= Task instructions =
Counting the line with "use diesel::PgConnection;" as the last one, copy out the lines of the data exactly from the first onward.

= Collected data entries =
pub mod models {
    pub mod opendata;
}

pub mod client;
pub mod config;
pub mod error;
pub mod frame;
pub mod storage;
pub mod utils;
pub mod services {
    pub mod consumption;
    pub mod enrichment;
    pub mod geocode;
    pub mod load;
    pub mod pipeline;
    pub mod reconcile;
    pub mod schema;
}

use crate::client::OpenDataClient;
use crate::config::Config;
use crate::services::load::PgSink;
use crate::services::pipeline::{Pipeline, Sources, Stage};
use crate::services::schema::GoldenConfig;
use crate::storage::open_store;
use diesel::PgConnection;
use diesel::prelude::*;
use diesel_migrations::{EmbeddedMigrations, MigrationHarness, embed_migrations};
use log::{error, info};
use std::path::{Path, PathBuf};

pub const MIGRATIONS: EmbeddedMigrations = embed_migrations!("migrations");

#[derive(Debug)]
struct Cli {
    env_file: Option<PathBuf>,
    stage: Stage,
}

fn apply_database_migrations(conn: &mut PgConnection) -> Result<(), String> {
    let applied = conn
        .run_pending_migrations(MIGRATIONS)
        .map_err(|e| format!("Applying database migrations failed: {}", e))?;
    if applied.is_empty() {
        info!("Database schema is up to date; no migrations were applied");
    } else {
        let names = applied.iter().map(|v| v.to_string()).collect::<Vec<_>>().join(", ");
        info!("Applied {} database migration(s): {}", applied.len(), names);
    }
    Ok(())
}

pub fn run(stage: Stage) -> Result<(), String> {
    // 1) Load config
    let cfg = Config::from_env()?;
    info!(
        "Config loaded (stage={:?}, storage={:?}, annee={}, code_departement={}, rows={}, from_input={}, geocode_workers={}, resume={})",
        stage,
        cfg.storage,
        cfg.annee,
        cfg.code_departement
            .map(|d| d.to_string())
            .unwrap_or_else(|| "-".to_string()),
        cfg.rows,
        cfg.from_input,
        cfg.geocode_workers.get(),
        cfg.resume
    );
    let golden = GoldenConfig::load(&cfg.schema_golden_path).map_err(|e| e.to_string())?;

    // 2) Collaborators
    let store = open_store(&cfg);
    let client = OpenDataClient::new(cfg.endpoints.clone(), cfg.http_timeout, cfg.ademe_page_size);
    let sources = Sources {
        consumption: &client,
        geocoder: &client,
        enrichment: &client,
    };
    let pipeline = Pipeline::new(&cfg, store.as_ref(), sources, golden, &utils::today_tag());

    // 3) Database, only when loading
    if !stage.needs_database() {
        return pipeline.run(stage, None).map_err(|e| e.to_string());
    }
    let mut conn = PgConnection::establish(&cfg.database_url).map_err(|e| format!("DB connection failed: {}", e))?;
    info!("Connected to database");
    apply_database_migrations(&mut conn)?;
    let mut sink = PgSink::new(&mut conn);

    // 4) Run
    pipeline.run(stage, Some(&mut sink)).map_err(|e| e.to_string())
}

fn parse_cli<I: Iterator<Item = std::ffi::OsString>>(mut args: I) -> Result<Cli, String> {
    let mut env_file: Option<PathBuf> = None;
    let mut stage: Option<Stage> = None;

    while let Some(arg) = args.next() {
        let arg = arg.into_string().map_err(|_| "argument contains invalid UTF-8".to_string())?;
        let (flag, inline) = match arg.split_once('=') {
            Some((f, v)) if f.starts_with("--") => (f.to_string(), Some(v.to_string())),
            _ => (arg.clone(), None),
        };
        let mut value = |name: &str| -> Result<String, String> {
            let v = match inline.clone() {
                Some(v) => v,
                None => args
                    .next()
                    .and_then(|v| v.into_string().ok())
                    .ok_or_else(|| format!("`{}` requires a value", name))?,
            };
            if v.is_empty() {
                return Err(format!("`{}` requires a value", name));
            }
            Ok(v)
        };
        match flag.as_str() {
            "--env-file" => {
                if env_file.is_some() {
                    return Err("`--env-file` provided more than once".to_string());
                }
                env_file = Some(PathBuf::from(value("--env-file")?));
            }
            "--stage" => {
                if stage.is_some() {
                    return Err("`--stage` provided more than once".to_string());
                }
                stage = Some(value("--stage")?.parse()?);
            }
            "--" => break,
            other => return Err(format!("unrecognised argument: {}", other)),
        }
    }

    Ok(Cli {
        env_file,
        stage: stage.unwrap_or(Stage::All),
    })
}

/// Load the explicit env file, or `./.env` when present. Returns the file used.
fn load_env(explicit: Option<&Path>) -> Result<Option<(PathBuf, bool)>, String> {
    if let Some(path) = explicit {
        if !path.is_file() {
            return Err(format!("env file not found: {}", path.display()));
        }
        load_env_file(path)?;
        return Ok(Some((path.to_path_buf(), true)));
    }
    let cwd = std::env::current_dir().map_err(|e| format!("unable to read current directory: {}", e))?;
    let default_path = cwd.join(".env");
    if default_path.is_file() {
        load_env_file(&default_path)?;
        Ok(Some((default_path, false)))
    } else {
        Ok(None)
    }
}

fn load_env_file(path: &Path) -> Result<(), String> {
    let content = std::fs::read_to_string(path).map_err(|e| format!("failed to read {}: {}", path.display(), e))?;
    for (index, line) in content.lines().enumerate() {
        let Some((key, value)) = parse_env_line(line).map_err(|e| format!("{}:{}: {}", path.display(), index + 1, e))?
        else {
            continue;
        };
        // values already in the process environment win
        if std::env::var_os(&key).is_none() {
            // Updating process-level environment variables is unsafe on some targets.
            unsafe {
                std::env::set_var(key, value);
            }
        }
    }
    Ok(())
}

/// `KEY=value`, `export KEY=value`, quoted values and trailing comments.
fn parse_env_line(line: &str) -> Result<Option<(String, String)>, String> {
    let line = line.trim();
    if line.is_empty() || line.starts_with('#') {
        return Ok(None);
    }
    let line = line.strip_prefix("export ").map(str::trim_start).unwrap_or(line);
    let (key, raw) = line.split_once('=').ok_or_else(|| "missing '=' in assignment".to_string())?;
    let key = key.trim();
    if key.is_empty() {
        return Err("environment variable name cannot be empty".to_string());
    }
    if key.chars().any(char::is_whitespace) {
        return Err(format!("environment variable name contains whitespace: {}", key));
    }
    Ok(Some((key.to_string(), unquote(raw.trim())?)))
}

fn unquote(raw: &str) -> Result<String, String> {
    let quote = match raw.chars().next() {
        Some(q @ ('"' | '\'')) => q,
        _ => return Ok(raw.split('#').next().unwrap_or_default().trim_end().to_string()),
    };
    let mut out = String::new();
    let mut chars = raw[1..].chars();
    while let Some(ch) = chars.next() {
        match ch {
            '\\' if quote == '"' => match chars.next() {
                Some('n') => out.push('\n'),
                Some('r') => out.push('\r'),
                Some('t') => out.push('\t'),
                Some(other) => out.push(other),
                None => return Err("unterminated escape sequence in double-quoted value".to_string()),
            },
            c if c == quote => {
                let rest = chars.as_str().trim();
                return if rest.is_empty() || rest.starts_with('#') {
                    Ok(out)
                } else {
                    Err("unexpected characters after closing quote".to_string())
                };
            }
            c => out.push(c),
        }
    }
    Err("unterminated quoted value".to_string())
}

fn main() {
    let cli = match parse_cli(std::env::args_os().skip(1)) {
        Ok(cli) => cli,
        Err(err) => {
            eprintln!("fatal: {}", err);
            std::process::exit(1);
        }
    };
    let loaded_env = match load_env(cli.env_file.as_deref()) {
        Ok(loaded) => loaded,
        Err(err) => {
            eprintln!("fatal: {}", err);
            std::process::exit(1);
        }
    };

    // Init logging after environment so RUST_LOG from .env is respected.
    let default_filter = env_logger::Env::default().default_filter_or("info");
    env_logger::Builder::from_env(default_filter)
        .format_timestamp_secs()
        .init();

    if let Some((path, explicit)) = loaded_env.as_ref() {
        let origin = if *explicit { "CLI-specified" } else { "default" };
        info!("Environment loaded from {} .env file: {}", origin, path.display());
    }

    info!(
        "dpe-enedis-ademe-etl {} (git {}) starting",
        env!("CARGO_PKG_VERSION"),
        env!("BUILD_TIME_GIT_HASH")
    );
    if let Err(e) = run(cli.stage) {
        error!("fatal: {}", e);
        std::process::exit(1);
    }
}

= Solved exercise =
pub mod models {
    pub mod opendata;
}

pub mod client;
pub mod config;
pub mod error;
pub mod frame;
pub mod storage;
pub mod utils;
pub mod services {
    pub mod consumption;
    pub mod enrichment;
    pub mod geocode;
    pub mod load;
    pub mod pipeline;
    pub mod reconcile;
    pub mod schema;
}

use crate::client::OpenDataClient;
use crate::config::Config;
use crate::services::load::PgSink;
use crate::services::pipeline::{Pipeline, Sources, Stage};
use crate::services::schema::GoldenConfig;
use crate::storage::open_store;
use diesel::PgConnection;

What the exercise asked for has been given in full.